HOUSTON -- March 8, 2017 -- While it may seem that the cost of food is the main factor that affects eating behaviors among individuals from low-income families who rely on food pantry services, several other factors also may play a part. In a new study, researchers at the USDA/ARS Children’s Nutrition Research Center at Baylor College of Medicine and Texas Children’s Hospital found that not only were the low-income participants concerned about obesity and other chronic diseases in their families, but they also reported several barriers to eating healthy that influenced their eating behaviors. Their report was recently published in the journal Health Equity.

“While previous studies have shown that food pantry recipients report low food security, poor diets and limited access to other affordable nutritious foods, we don’t know the factors that actually influence poor diets and eating behaviors among these low-income families,” said Dr. Jayna Dave, assistant professor of pediatrics-nutrition at Baylor and first author of the paper.

In this study, Dave and colleagues conducted focus groups and interviews at 10 food pantry sites with food pantry clients between the ages of 21 and 50 years of age. In addition, clients completed questionnaires assessing their food security status, food availability at home, food bank usage and participation in other food assistance programs.

They found that most participants were concerned that obesity and other chronic diseases, including diabetes, were a problem for them and their family members. They wanted to learn about how to prevent and/or manage these health problems.

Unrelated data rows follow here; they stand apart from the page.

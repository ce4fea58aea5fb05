//! Study store
//!
//! [`StudyStore`] is the seam between the HTTP layer and the database.
//! [`SqliteStudyStore`] implements it against the study database file.

use rusqlite::types::Value as SqlValue;
use rusqlite::{params, Connection, Params};
use soc_core::{schema, CuratedStudyNumber, Record, StoreError, StoreResult, StudyDetail};

use crate::config::DbConfig;
use crate::data_source::DataSource;
use crate::queries;
use crate::row_mapper::{column_names, dictify_row, dictify_rows};
use crate::db_error;

/// Read-only queries behind the study pages.
///
/// Calls are synchronous and independent; an implementation shares no
/// mutable state between them.
pub trait StudyStore: Send + Sync {
    /// All studies.
    fn list_studies(&self) -> StoreResult<Vec<Record>>;

    /// One study and its treatments, measurements, animals and group labels.
    ///
    /// Fails with [`StoreError::StudyNotFound`] when no study carries the
    /// curated number.
    fn study_detail(&self, curated: &CuratedStudyNumber) -> StoreResult<StudyDetail>;

    /// Check the data source can be opened and read.
    fn ping(&self) -> StoreResult<()>;
}

/// [`StudyStore`] over the SQLite study database.
///
/// Each call opens a connection, runs its queries and drops the connection
/// before returning.
#[derive(Debug, Clone)]
pub struct SqliteStudyStore {
    source: DataSource,
}

impl SqliteStudyStore {
    pub fn new(source: DataSource) -> Self {
        Self { source }
    }

    pub fn from_config(config: &DbConfig) -> Self {
        Self::new(DataSource::from_config(config))
    }
}

impl StudyStore for SqliteStudyStore {
    fn list_studies(&self) -> StoreResult<Vec<Record>> {
        let conn = self.source.open()?;
        let studies = fetch_all(&conn, queries::SELECT_STUDIES, [])?;
        tracing::debug!(count = studies.len(), "Listed studies");
        Ok(studies)
    }

    fn study_detail(&self, curated: &CuratedStudyNumber) -> StoreResult<StudyDetail> {
        let conn = self.source.open()?;
        // One read transaction so all five queries see the same snapshot.
        let tx = conn.unchecked_transaction().map_err(db_error)?;

        let (study, study_number) = find_study(&tx, curated)?;
        let treatments = fetch_all(&tx, queries::SELECT_TREATMENTS, params![study_number])?;
        let measurements = fetch_all(&tx, queries::SELECT_MEASUREMENTS, params![study_number])?;
        let animals = fetch_all(&tx, queries::SELECT_ANIMALS, params![study_number])?;
        let group_labels = fetch_all(&tx, queries::SELECT_GROUP_LABELS, params![study_number])?;

        tracing::debug!(
            curated_study_number = %curated,
            treatments = treatments.len(),
            measurements = measurements.len(),
            animals = animals.len(),
            group_labels = group_labels.len(),
            "Loaded study detail"
        );

        Ok(StudyDetail {
            study,
            treatments,
            measurements,
            animals,
            group_labels,
        })
    }

    fn ping(&self) -> StoreResult<()> {
        let conn = self.source.open()?;
        conn.query_row(queries::PING, [], |row| row.get::<_, i64>(0))
            .map_err(db_error)?;
        Ok(())
    }
}

/// Run `sql` and materialize every row.
fn fetch_all<P: Params>(conn: &Connection, sql: &str, params: P) -> StoreResult<Vec<Record>> {
    let mut stmt = conn.prepare(sql).map_err(db_error)?;
    let rows = dictify_rows(&mut stmt, params)?;
    let records = rows.collect::<StoreResult<Vec<_>>>()?;
    Ok(records)
}

/// Look up the study row and its internal `study_number`, read by name.
fn find_study(
    conn: &Connection,
    curated: &CuratedStudyNumber,
) -> StoreResult<(Record, SqlValue)> {
    let mut stmt = conn
        .prepare(queries::SELECT_STUDY_BY_CURATED_NUMBER)
        .map_err(db_error)?;
    let columns = column_names(&stmt);
    let mut rows = stmt.query([curated.as_str()]).map_err(db_error)?;

    let Some(row) = rows.next().map_err(db_error)? else {
        tracing::warn!(curated_study_number = %curated, "Study not found");
        return Err(StoreError::StudyNotFound {
            curated_study_number: curated.to_string(),
        });
    };

    let study_number = row
        .get::<_, SqlValue>(schema::STUDY_NUMBER)
        .map_err(|err| match err {
            rusqlite::Error::InvalidColumnName(_) => StoreError::MissingColumn {
                table: schema::STUDIES.to_string(),
                column: schema::STUDY_NUMBER.to_string(),
            },
            other => db_error(other),
        })?;
    let study = dictify_row(&columns, row)?;

    Ok((study, study_number))
}

#[cfg(test)]
mod tests {
    use super::*;
    use serde_json::json;
    use soc_test_utils::FixtureDb;

    fn store_for(fixture: &FixtureDb) -> SqliteStudyStore {
        SqliteStudyStore::new(DataSource::new(fixture.path()))
    }

    fn curated(value: &str) -> CuratedStudyNumber {
        CuratedStudyNumber::new(value).expect("non-empty curated number")
    }

    #[test]
    fn test_study_number_read_by_name() -> Result<(), Box<dyn std::error::Error>> {
        let fixture = FixtureDb::new()?;
        fixture.insert_study(7, "CS001")?;
        fixture.insert_treatment(7, "Control", 1)?;

        let detail = store_for(&fixture).study_detail(&curated("CS001"))?;

        // curated_study_number is declared ahead of study_number in the fixture schema
        let first_column = detail.study.columns().next();
        assert_eq!(first_column, Some("curated_study_number"));
        assert_eq!(detail.study.get("study_number"), Some(&json!(7)));
        assert_eq!(detail.treatments.len(), 1);
        Ok(())
    }

    #[test]
    fn test_missing_study_number_column() -> Result<(), Box<dyn std::error::Error>> {
        let fixture = FixtureDb::empty()?;
        fixture.execute_batch(
            "CREATE TABLE studies (curated_study_number TEXT, title TEXT);
             INSERT INTO studies VALUES ('CS001', 'no internal key');",
        )?;

        let result = store_for(&fixture).study_detail(&curated("CS001"));
        assert_eq!(
            result.err(),
            Some(StoreError::MissingColumn {
                table: "studies".to_string(),
                column: "study_number".to_string(),
            })
        );
        Ok(())
    }

    #[test]
    fn test_ping() -> Result<(), Box<dyn std::error::Error>> {
        let fixture = FixtureDb::new()?;
        store_for(&fixture).ping()?;

        let missing = SqliteStudyStore::new(DataSource::new(fixture.root().join("nope.db")));
        assert!(matches!(
            missing.ping(),
            Err(StoreError::DataSourceNotFound { .. })
        ));
        Ok(())
    }
}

They also identified several barriers to eating healthy, including:

  • Financial uncertainty
  • Cost of healthy food
  • The need to ration food within the family
  • Lack of time
  • Lack of transportation
  • Lack of adequate kitchen equipment
  • Lack of nutrition knowledge and skills
  • Lack of social support for eating healthy

“These issues along with findings from other studies with low-income populations need to be systematically addressed and incorporated into programs and nutrition education interventions for food pantry clients, and for that matter, individuals from low-income families,” Dave said. “Knowledge about the household’s food-related environment is essential for both the nutrition educators and families themselves. To help low-income families and their children improve their nutritional health one could examine the trigger events in people’s lives that cause them to start using food pantries. Understanding what leads some but not others to use food pantries would allow for appropriate programs and policies to be developed.”

Others who took part in the study include Deborah I. Thompson and Karen W. Cullen with Baylor and the CNRC and Ann Svendsen-Sanchez with the Department of Health and Human Performance at the University of Houston.

This project was supported through federal funds awarded by the National Cancer Institute, grant number 1R21CA150977-01/02. It was also funded, in part, by federal funds from the U.S. Department of Agriculture (USDA)/Agricultural Research Service under Cooperative Agreement no. 6250-51000-058.